[[ Working data, beginning ]]
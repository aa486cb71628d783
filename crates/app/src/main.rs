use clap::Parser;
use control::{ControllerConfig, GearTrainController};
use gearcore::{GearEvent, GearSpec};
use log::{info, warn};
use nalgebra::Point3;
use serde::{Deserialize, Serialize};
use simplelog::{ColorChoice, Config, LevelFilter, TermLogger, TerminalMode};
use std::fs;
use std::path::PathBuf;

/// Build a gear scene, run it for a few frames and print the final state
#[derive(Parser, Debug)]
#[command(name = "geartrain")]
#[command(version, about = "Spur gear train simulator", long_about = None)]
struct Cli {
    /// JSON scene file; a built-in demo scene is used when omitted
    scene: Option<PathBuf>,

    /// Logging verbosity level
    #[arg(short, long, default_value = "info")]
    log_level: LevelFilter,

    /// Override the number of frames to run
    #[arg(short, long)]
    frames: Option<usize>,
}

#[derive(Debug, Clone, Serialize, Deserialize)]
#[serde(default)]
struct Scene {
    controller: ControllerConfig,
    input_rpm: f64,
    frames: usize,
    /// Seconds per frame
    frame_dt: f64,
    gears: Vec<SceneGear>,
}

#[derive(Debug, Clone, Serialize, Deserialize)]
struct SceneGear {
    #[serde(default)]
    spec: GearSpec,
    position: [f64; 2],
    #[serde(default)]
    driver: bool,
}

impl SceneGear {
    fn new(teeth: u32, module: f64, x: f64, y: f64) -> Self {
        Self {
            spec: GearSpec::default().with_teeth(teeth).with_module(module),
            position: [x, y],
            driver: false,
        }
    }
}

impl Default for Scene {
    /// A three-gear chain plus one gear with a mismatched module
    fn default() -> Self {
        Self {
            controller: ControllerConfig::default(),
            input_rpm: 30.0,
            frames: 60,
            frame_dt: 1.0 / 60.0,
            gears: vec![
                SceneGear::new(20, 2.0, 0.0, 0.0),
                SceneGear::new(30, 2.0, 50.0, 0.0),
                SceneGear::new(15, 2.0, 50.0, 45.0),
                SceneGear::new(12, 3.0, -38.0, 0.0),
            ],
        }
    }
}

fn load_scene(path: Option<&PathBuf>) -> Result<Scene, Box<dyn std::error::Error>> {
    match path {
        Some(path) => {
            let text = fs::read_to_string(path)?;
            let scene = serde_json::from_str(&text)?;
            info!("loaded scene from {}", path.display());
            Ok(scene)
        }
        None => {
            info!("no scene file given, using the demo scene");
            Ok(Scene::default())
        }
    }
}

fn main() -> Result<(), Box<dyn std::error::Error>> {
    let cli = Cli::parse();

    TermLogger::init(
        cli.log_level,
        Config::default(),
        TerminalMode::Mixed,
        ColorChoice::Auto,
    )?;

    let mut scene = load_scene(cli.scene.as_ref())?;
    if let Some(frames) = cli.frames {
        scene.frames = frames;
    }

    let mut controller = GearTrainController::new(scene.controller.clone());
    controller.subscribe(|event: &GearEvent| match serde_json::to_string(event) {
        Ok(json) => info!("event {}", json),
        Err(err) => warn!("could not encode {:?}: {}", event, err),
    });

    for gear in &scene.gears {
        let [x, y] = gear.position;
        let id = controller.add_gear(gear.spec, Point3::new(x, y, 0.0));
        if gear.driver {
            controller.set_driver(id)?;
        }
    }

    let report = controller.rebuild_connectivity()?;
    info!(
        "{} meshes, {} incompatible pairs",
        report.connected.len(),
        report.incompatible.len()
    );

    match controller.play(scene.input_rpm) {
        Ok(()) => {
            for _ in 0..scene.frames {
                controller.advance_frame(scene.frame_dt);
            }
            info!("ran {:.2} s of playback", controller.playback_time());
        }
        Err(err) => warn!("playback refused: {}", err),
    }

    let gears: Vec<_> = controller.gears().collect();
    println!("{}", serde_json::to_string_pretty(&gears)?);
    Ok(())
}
[[ Working data, end ]]
[[ Working data, beginning ]]
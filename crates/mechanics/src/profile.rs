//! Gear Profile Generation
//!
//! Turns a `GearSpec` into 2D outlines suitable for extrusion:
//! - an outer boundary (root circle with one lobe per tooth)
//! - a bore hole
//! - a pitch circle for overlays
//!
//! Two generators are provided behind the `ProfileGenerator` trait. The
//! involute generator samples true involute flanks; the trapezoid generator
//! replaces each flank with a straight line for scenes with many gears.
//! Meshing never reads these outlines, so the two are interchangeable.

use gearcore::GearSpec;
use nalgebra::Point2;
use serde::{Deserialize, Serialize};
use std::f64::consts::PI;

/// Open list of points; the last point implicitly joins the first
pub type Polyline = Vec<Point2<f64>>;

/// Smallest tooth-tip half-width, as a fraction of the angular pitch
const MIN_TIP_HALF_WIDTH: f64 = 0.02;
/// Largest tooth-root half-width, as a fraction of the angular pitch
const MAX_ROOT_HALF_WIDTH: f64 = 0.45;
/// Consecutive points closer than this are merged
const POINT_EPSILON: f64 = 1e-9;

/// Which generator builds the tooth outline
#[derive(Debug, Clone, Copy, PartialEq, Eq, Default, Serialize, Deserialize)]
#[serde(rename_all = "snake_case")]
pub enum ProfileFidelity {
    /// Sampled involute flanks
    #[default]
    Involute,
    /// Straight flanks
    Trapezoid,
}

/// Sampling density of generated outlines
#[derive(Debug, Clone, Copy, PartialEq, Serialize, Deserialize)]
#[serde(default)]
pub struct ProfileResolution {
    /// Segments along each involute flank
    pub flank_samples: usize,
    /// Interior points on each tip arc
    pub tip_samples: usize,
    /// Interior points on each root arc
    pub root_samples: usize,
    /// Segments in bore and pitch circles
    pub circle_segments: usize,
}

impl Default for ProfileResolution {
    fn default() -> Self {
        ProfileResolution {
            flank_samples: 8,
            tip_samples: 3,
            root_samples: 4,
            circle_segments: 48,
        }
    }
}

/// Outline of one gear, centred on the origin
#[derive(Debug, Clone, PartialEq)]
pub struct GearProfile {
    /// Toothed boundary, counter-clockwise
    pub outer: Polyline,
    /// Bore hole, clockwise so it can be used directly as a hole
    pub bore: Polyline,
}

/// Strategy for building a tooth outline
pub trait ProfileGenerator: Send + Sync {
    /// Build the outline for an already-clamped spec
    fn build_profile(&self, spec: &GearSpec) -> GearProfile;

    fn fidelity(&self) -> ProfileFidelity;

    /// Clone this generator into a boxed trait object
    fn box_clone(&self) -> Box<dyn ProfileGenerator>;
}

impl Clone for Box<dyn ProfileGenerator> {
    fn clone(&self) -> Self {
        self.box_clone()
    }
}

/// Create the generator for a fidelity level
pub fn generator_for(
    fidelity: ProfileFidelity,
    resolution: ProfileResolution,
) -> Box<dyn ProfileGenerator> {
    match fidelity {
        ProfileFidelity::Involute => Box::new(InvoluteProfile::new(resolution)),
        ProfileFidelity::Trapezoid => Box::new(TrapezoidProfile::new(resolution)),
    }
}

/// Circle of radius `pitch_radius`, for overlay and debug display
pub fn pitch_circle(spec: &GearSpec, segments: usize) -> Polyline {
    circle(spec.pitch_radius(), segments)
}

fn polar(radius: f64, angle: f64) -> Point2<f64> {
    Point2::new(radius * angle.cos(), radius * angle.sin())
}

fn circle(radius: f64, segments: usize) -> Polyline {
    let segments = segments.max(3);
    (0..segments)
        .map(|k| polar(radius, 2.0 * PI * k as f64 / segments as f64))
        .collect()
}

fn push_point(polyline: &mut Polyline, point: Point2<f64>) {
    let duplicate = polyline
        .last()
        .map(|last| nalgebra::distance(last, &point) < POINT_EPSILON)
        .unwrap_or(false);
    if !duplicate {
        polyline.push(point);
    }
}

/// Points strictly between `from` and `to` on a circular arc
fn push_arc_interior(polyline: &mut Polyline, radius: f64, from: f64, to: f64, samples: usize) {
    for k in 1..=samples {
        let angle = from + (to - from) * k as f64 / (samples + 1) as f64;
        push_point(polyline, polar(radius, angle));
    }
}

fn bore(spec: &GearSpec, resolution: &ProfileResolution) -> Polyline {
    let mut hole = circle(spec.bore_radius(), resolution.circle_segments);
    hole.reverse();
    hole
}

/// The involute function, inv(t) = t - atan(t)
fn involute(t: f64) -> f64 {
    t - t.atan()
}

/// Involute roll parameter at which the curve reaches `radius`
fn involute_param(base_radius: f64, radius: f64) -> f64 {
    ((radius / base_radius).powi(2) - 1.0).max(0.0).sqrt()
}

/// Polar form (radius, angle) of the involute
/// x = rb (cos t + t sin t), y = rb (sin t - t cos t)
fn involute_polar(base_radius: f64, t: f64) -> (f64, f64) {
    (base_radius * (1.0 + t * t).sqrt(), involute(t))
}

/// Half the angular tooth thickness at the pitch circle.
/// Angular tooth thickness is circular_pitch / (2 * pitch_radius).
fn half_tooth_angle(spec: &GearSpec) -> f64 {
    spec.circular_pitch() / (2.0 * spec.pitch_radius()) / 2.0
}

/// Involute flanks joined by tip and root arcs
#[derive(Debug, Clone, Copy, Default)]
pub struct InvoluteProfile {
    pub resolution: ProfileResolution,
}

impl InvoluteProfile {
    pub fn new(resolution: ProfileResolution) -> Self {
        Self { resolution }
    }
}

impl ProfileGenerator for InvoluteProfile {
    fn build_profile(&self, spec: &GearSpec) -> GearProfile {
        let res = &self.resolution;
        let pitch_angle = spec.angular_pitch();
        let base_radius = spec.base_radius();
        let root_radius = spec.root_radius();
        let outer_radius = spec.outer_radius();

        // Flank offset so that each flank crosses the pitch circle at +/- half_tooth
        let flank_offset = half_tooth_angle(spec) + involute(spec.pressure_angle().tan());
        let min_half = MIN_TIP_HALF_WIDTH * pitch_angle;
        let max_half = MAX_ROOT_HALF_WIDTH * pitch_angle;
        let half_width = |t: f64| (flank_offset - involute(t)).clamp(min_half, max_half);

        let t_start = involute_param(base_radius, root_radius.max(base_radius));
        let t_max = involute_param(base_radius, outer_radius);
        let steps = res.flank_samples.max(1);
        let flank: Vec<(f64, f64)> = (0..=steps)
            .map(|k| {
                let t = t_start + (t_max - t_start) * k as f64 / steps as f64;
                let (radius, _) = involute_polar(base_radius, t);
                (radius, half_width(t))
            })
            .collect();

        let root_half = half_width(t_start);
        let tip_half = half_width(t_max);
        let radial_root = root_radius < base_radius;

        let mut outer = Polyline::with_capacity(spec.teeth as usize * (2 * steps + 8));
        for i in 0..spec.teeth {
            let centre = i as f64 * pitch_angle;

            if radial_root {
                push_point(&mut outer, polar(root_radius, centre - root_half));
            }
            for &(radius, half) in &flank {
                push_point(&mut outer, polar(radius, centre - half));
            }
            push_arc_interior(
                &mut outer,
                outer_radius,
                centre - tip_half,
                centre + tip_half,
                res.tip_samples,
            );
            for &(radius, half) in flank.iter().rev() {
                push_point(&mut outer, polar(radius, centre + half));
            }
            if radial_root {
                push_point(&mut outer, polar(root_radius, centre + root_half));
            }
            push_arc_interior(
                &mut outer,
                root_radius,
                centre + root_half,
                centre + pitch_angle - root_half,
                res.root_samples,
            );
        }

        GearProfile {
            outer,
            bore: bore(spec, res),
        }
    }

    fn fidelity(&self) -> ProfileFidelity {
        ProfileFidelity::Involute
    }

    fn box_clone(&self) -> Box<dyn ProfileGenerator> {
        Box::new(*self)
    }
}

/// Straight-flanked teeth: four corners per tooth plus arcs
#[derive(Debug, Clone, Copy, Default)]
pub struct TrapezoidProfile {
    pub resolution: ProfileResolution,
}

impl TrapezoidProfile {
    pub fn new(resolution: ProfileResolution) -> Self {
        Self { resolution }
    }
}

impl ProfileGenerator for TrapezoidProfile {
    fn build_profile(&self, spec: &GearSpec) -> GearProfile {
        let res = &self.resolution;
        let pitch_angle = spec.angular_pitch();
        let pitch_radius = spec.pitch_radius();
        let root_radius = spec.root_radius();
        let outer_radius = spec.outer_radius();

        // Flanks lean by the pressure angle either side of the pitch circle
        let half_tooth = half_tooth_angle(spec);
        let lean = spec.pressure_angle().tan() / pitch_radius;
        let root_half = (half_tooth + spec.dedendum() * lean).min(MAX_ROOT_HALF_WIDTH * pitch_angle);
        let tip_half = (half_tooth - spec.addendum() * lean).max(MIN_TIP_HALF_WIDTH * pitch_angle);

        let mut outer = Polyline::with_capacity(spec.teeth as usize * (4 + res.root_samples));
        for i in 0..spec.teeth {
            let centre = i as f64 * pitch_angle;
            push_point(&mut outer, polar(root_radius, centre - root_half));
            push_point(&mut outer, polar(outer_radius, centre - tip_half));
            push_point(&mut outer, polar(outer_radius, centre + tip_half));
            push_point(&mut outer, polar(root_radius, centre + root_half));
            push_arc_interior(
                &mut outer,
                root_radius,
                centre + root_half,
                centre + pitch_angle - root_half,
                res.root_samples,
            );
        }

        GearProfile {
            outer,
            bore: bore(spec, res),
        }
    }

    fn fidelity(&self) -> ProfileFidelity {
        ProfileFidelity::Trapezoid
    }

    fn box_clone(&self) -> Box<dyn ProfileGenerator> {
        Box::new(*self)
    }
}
[[ Working data, end ]]
■ Exercise instructions ■
Which lines of the records contain the word "ProfileGenerator"? Copy each of them.

■ Answer section ■
//! Two generators are provided behind the `ProfileGenerator` trait. The
pub trait ProfileGenerator: Send + Sync {
    fn box_clone(&self) -> Box<dyn ProfileGenerator>;
impl Clone for Box<dyn ProfileGenerator> {
) -> Box<dyn ProfileGenerator> {
impl ProfileGenerator for InvoluteProfile {
    fn box_clone(&self) -> Box<dyn ProfileGenerator> {
impl ProfileGenerator for TrapezoidProfile {
    fn box_clone(&self) -> Box<dyn ProfileGenerator> {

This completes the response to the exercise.